_Exercise:_ Your answer should be the exact lines of the data below from the one containing "pub struct InstantiateRequest<'a>" through the one containing "pub trait ElementInstantiator"; please include nothing else.

Top of Data for the task

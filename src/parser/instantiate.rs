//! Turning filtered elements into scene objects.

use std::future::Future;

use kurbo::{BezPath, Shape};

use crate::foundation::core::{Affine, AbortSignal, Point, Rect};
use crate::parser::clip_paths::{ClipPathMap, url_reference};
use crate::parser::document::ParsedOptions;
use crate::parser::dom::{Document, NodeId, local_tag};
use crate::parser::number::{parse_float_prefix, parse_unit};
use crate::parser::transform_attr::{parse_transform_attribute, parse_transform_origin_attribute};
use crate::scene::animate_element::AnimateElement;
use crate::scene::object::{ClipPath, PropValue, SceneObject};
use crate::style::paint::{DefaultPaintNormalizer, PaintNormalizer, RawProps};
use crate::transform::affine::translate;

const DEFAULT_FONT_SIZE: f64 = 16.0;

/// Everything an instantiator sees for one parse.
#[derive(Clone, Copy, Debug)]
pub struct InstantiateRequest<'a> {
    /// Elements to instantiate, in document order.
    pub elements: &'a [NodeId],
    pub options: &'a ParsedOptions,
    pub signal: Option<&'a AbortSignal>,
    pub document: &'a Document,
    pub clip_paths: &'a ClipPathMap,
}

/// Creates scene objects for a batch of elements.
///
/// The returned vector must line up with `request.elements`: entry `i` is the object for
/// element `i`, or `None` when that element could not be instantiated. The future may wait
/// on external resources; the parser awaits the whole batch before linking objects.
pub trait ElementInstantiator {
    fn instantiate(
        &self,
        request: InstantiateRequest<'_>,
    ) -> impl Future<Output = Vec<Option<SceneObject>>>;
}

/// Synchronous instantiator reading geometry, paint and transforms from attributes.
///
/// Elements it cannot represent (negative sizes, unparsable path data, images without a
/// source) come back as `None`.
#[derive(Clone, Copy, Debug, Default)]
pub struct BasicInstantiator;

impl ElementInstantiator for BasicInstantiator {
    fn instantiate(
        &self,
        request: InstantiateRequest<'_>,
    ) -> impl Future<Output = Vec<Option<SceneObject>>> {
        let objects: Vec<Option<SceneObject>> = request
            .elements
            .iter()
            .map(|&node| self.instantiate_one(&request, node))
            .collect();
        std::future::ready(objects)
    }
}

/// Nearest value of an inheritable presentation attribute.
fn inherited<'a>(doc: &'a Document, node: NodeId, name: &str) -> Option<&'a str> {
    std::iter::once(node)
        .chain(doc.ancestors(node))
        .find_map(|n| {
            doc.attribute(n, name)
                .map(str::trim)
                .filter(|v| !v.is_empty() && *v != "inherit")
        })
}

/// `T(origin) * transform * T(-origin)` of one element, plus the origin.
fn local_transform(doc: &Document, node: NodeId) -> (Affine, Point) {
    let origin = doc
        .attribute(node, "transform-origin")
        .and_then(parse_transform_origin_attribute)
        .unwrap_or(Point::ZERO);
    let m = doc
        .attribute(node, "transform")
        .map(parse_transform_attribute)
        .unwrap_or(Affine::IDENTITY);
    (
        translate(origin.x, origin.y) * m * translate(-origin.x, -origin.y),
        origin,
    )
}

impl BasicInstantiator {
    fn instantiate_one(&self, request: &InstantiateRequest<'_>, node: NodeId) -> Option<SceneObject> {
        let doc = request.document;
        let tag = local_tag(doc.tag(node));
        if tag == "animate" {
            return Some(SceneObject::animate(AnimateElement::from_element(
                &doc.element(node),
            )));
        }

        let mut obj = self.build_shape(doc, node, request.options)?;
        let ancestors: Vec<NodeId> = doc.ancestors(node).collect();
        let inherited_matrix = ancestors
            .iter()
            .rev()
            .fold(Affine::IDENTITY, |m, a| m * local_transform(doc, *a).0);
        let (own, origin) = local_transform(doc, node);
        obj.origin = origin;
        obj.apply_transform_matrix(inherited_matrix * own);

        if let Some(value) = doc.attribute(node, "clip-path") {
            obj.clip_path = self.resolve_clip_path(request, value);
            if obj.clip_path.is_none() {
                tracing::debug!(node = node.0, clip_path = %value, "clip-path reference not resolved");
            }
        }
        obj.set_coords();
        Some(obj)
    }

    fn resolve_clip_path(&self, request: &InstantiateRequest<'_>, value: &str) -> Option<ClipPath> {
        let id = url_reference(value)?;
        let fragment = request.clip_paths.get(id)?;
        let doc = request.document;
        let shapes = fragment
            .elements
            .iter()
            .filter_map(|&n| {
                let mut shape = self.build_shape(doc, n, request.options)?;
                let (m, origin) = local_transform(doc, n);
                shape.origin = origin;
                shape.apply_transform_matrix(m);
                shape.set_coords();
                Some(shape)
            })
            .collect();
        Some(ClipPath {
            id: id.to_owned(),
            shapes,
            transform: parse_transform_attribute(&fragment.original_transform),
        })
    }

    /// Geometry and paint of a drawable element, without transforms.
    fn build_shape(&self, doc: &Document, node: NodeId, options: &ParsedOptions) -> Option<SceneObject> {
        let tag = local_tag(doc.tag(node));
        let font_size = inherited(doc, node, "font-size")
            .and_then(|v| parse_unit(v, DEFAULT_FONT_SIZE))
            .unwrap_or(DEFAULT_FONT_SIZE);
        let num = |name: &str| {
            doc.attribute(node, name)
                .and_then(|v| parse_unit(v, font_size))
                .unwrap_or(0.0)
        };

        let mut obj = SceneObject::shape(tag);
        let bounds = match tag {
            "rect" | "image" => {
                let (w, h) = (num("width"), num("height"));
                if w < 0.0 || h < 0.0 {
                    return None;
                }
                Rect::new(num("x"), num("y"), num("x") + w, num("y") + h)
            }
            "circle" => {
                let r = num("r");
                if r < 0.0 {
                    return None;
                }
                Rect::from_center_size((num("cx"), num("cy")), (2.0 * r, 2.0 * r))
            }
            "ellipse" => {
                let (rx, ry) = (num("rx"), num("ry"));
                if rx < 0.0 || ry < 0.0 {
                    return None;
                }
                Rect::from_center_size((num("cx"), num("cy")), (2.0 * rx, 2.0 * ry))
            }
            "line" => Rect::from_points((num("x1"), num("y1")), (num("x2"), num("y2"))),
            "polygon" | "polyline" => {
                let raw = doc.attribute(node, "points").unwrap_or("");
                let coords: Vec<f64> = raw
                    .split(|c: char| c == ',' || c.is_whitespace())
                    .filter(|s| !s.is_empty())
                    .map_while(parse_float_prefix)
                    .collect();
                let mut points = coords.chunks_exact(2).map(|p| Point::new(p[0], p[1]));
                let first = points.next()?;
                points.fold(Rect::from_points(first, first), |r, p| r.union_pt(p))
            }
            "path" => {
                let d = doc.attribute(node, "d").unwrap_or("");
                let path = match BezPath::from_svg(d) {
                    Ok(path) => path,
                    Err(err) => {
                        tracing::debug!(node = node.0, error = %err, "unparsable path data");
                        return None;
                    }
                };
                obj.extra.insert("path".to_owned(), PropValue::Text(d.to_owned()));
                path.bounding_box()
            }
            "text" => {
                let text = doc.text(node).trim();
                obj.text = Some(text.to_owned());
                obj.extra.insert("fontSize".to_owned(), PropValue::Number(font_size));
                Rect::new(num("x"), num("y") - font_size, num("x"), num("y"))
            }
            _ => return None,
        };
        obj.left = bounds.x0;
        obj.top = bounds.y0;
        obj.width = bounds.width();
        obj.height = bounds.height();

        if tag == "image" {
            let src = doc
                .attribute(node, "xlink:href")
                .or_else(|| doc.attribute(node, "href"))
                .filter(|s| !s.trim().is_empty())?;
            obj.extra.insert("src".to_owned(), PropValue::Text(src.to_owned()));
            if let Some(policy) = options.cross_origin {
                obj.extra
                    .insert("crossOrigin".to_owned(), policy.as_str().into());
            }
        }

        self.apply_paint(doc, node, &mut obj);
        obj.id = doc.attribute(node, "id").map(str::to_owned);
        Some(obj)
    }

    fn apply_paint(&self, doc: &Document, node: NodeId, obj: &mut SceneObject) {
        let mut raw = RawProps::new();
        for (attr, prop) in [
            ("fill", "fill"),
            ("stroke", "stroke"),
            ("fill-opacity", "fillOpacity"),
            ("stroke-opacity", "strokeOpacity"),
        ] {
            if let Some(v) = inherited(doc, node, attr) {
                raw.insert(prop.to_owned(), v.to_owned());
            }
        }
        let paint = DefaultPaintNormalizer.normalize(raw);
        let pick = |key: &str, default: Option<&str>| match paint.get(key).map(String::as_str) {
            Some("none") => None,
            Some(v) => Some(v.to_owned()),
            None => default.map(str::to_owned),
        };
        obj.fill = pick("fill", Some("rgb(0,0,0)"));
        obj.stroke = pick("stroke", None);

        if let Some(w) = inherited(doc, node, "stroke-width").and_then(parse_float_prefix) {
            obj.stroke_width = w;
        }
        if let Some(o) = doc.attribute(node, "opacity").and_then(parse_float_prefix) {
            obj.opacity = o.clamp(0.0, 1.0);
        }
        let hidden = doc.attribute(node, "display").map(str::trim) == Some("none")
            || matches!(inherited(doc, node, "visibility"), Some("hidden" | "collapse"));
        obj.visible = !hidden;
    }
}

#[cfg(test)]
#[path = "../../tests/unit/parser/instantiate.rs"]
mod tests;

Bottom of Data for the task

_Answer section:_
pub struct InstantiateRequest<'a> {
    /// Elements to instantiate, in document order.
    pub elements: &'a [NodeId],
    pub options: &'a ParsedOptions,
    pub signal: Option<&'a AbortSignal>,
    pub document: &'a Document,
    pub clip_paths: &'a ClipPathMap,
}

/// Creates scene objects for a batch of elements.
///
/// The returned vector must line up with `request.elements`: entry `i` is the object for
/// element `i`, or `None` when that element could not be instantiated. The future may wait
/// on external resources; the parser awaits the whole batch before linking objects.
pub trait ElementInstantiator {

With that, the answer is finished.